Kristi Kaiser, the M3 Team’s program manager through Integral Care, has worked with people experiencing homelessness for some time but never with a shared caseload model like the one M3 uses. With providers who are often just as mobile as their patients, Kaiser says her work to coordinate the team is challenging — but it opens doors for patients who are facing an uphill battle with siloed care systems in a city with limited affordable housing resources.
Challenge: Parts of the system don’t communicate well with each other.
One client needed hip surgery for a while. Prerequisites for the surgery — attending numerous pre-op appointments, cutting tobacco use and managing other conditions — were difficult for him to meet while living in a tent. It took the larger group of partners, facilitated by the M3 Team, talking to each other to get the patient admitted to the hospital and, from there, a rehab facility where preparation for surgery was possible. The patient successfully quit smoking, received the needed surgery and is now in stable housing.
Challenge: Overcoming lack of trust to build relationships.
A group of three individuals who identified as a chosen family wanted to stay together with their dogs, which complicated attempts to seek stable housing. By building a rapport with the group, the M3 Team was able to ensure continued engagement with care and navigate everyone — dogs included — into housing last year.
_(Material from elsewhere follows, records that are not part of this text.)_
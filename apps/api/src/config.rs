use anyhow::{Context, Result};

/// Application configuration loaded from environment variables.
/// Startup fails if required variables are missing or malformed.
#[derive(Debug, Clone)]
pub struct Config {
    pub database_url: String,
    pub port: u16,
    pub rust_log: String,
    /// Upper bound on the number of skills accepted in one request.
    pub max_skills: usize,
}

impl Config {
    pub fn from_env() -> Result<Self> {
        dotenvy::dotenv().ok(); // load .env if present; ignore if missing

        Ok(Config {
            database_url: require_env("DATABASE_URL")?,
            port: std::env::var("PORT")
                .unwrap_or_else(|_| "8080".to_string())
                .parse::<u16>()
                .context("PORT must be a valid port number")?,
            rust_log: std::env::var("RUST_LOG").unwrap_or_else(|_| "info".to_string()),
            max_skills: std::env::var("MAX_SKILLS")
                .unwrap_or_else(|_| DEFAULT_MAX_SKILLS.to_string())
                .parse::<usize>()
                .context("MAX_SKILLS must be a non-negative integer")?,
        })
    }
}

pub const DEFAULT_MAX_SKILLS: usize = 100;

fn require_env(key: &str) -> Result<String> {
    std::env::var(key).with_context(|| format!("Required environment variable '{key}' is not set"))
}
“We trust our clients when they tell us what’s important to them,” Kaiser says. “Rather than approaching them as ‘the professionals’ saying, ‘We really think you’d be better off if you just did X, Y or Z,’ we believe them when they communicate their priorities. It’s things like that that go a long way in building rapport so that we can continue to care for these individuals.”
A Model for the Future
Along the way, the team is evaluating the care delivery model with measurements like patients’ overall health care utilization — for example, are they visiting the ER less — as well as outcomes reported by patients themselves. The evaluation team, including Dell Med’s Justin Benzer, Ph.D., and Maria Correa, have been with M3 since the beginning; because of that, they’ve been able to gain intimate insight into possible barriers to both the clinical and social work, as well as advance quality improvement projects along the way.
Quality improvement since the team’s launch has notably involved tackling the housing process itself — creating a way for everyone to more easily navigate the complex, obscure steps to securing stable housing.
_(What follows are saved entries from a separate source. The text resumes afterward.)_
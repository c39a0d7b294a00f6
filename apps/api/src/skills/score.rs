//! Score Calculator — weighted skill coverage plus an industry-diversity bonus.
//!
//! Algorithm:
//! 1. For each matched skill: total += demand × proficiency / 10, max += 10
//! 2. base = round(total / max × 100)
//! 3. score = min(100, base + min(industries × 2, 20))
//!
//! Unmatched skills contribute nothing. Duplicates in the input count once per occurrence.

use std::collections::{BTreeSet, HashMap};

use crate::skills::registry::lookup_skill;

/// Proficiency assumed for a skill the caller did not rate.
pub const DEFAULT_PROFICIENCY: i32 = 5;

/// Caller-asserted proficiency per normalized skill name, nominally 1 – 10.
/// Values are not validated here.
pub type ProficiencyMap = HashMap<String, i32>;

/// Best possible contribution of one skill (demand 10, proficiency 10).
const MAX_CONTRIBUTION: f64 = 10.0;
const DIVERSITY_POINTS_PER_INDUSTRY: i64 = 2;
const DIVERSITY_BONUS_CAP: i64 = 20;

#[derive(Debug, Clone, PartialEq)]
pub struct RawScore {
    pub total_score: f64,
    pub max_possible_score: f64,
    pub matched_count: usize,
    pub industries: BTreeSet<&'static str>,
}

/// Proficiency for `skill`, falling back to [`DEFAULT_PROFICIENCY`] when unrated.
pub fn proficiency_for(proficiency: &ProficiencyMap, skill: &str) -> i32 {
    proficiency
        .get(skill)
        .copied()
        .unwrap_or(DEFAULT_PROFICIENCY)
}

pub fn compute_raw_score(normalized_skills: &[String], proficiency: &ProficiencyMap) -> RawScore {
    let mut raw = RawScore {
        total_score: 0.0,
        max_possible_score: 0.0,
        matched_count: 0,
        industries: BTreeSet::new(),
    };

    for skill in normalized_skills {
        let Some(record) = lookup_skill(skill) else {
            continue;
        };

        let level = proficiency_for(proficiency, skill);
        raw.total_score += f64::from(record.demand) * f64::from(level) / 10.0;
        raw.max_possible_score += MAX_CONTRIBUTION;
        raw.matched_count += 1;
        raw.industries.extend(record.industries.iter().copied());
    }

    raw
}

/// Normalizes a raw score to 0 – 100 for in-range proficiencies.
///
/// Only valid when `raw.matched_count > 0`; the analyzer short-circuits before
/// calling this on zero matches.
pub fn normalize_score(raw: &RawScore) -> i32 {
    debug_assert!(raw.max_possible_score > 0.0);

    // f64::round is half-away-from-zero, i.e. half-up for the non-negative range
    let base = (raw.total_score / raw.max_possible_score * 100.0).round() as i64;
    let bonus = (raw.industries.len() as i64 * DIVERSITY_POINTS_PER_INDUSTRY).min(DIVERSITY_BONUS_CAP);

    // out-of-range proficiency can push the sum far below i32; saturate instead of wrapping
    base.saturating_add(bonus).clamp(i64::from(i32::MIN), 100) as i32
}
“At times you have to call in repeatedly, like you’re on a radio show, just to get on a single waitlist, and from there you could still be waiting six months to actually get housing,” Correa says. “So even the resources that are out there are hard to reach. Our clients have our team to help them, but for others, it’s challenging. The spirit of our team has been that yes, we want to improve it for our patients, but ultimately it’s a model: We want to improve it for everyone.”